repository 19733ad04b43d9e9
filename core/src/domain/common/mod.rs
use std::path::PathBuf;

use crate::domain::conflict::value_objects::DEFAULT_MIN_FRAGMENT_LEN;

pub mod entities;
pub mod services;

#[derive(Clone, Debug, Default)]
pub struct SkinsafeConfig {
    pub conflict: ConflictConfig,
}

#[derive(Clone, Debug)]
pub struct ConflictConfig {
    /// JSON rule table to load instead of the built-in one.
    pub rules_path: Option<PathBuf>,
    pub min_fragment_len: usize,
}

impl Default for ConflictConfig {
    fn default() -> Self {
        Self {
            rules_path: None,
            min_fragment_len: DEFAULT_MIN_FRAGMENT_LEN,
        }
    }
}
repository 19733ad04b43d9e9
pub mod repositories;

——————

Directions for this task: Every record should be output precisely as it was given.

Answer section:
repository 19733ad04b43d9e9
filename core/src/domain/common/mod.rs
use std::path::PathBuf;

use crate::domain::conflict::value_objects::DEFAULT_MIN_FRAGMENT_LEN;

pub mod entities;
pub mod services;

#[derive(Clone, Debug, Default)]
pub struct SkinsafeConfig {
    pub conflict: ConflictConfig,
}

#[derive(Clone, Debug)]
pub struct ConflictConfig {
    /// JSON rule table to load instead of the built-in one.
    pub rules_path: Option<PathBuf>,
    pub min_fragment_len: usize,
}

impl Default for ConflictConfig {
    fn default() -> Self {
        Self {
            rules_path: None,
            min_fragment_len: DEFAULT_MIN_FRAGMENT_LEN,
        }
    }
}
repository 19733ad04b43d9e9
pub mod repositories;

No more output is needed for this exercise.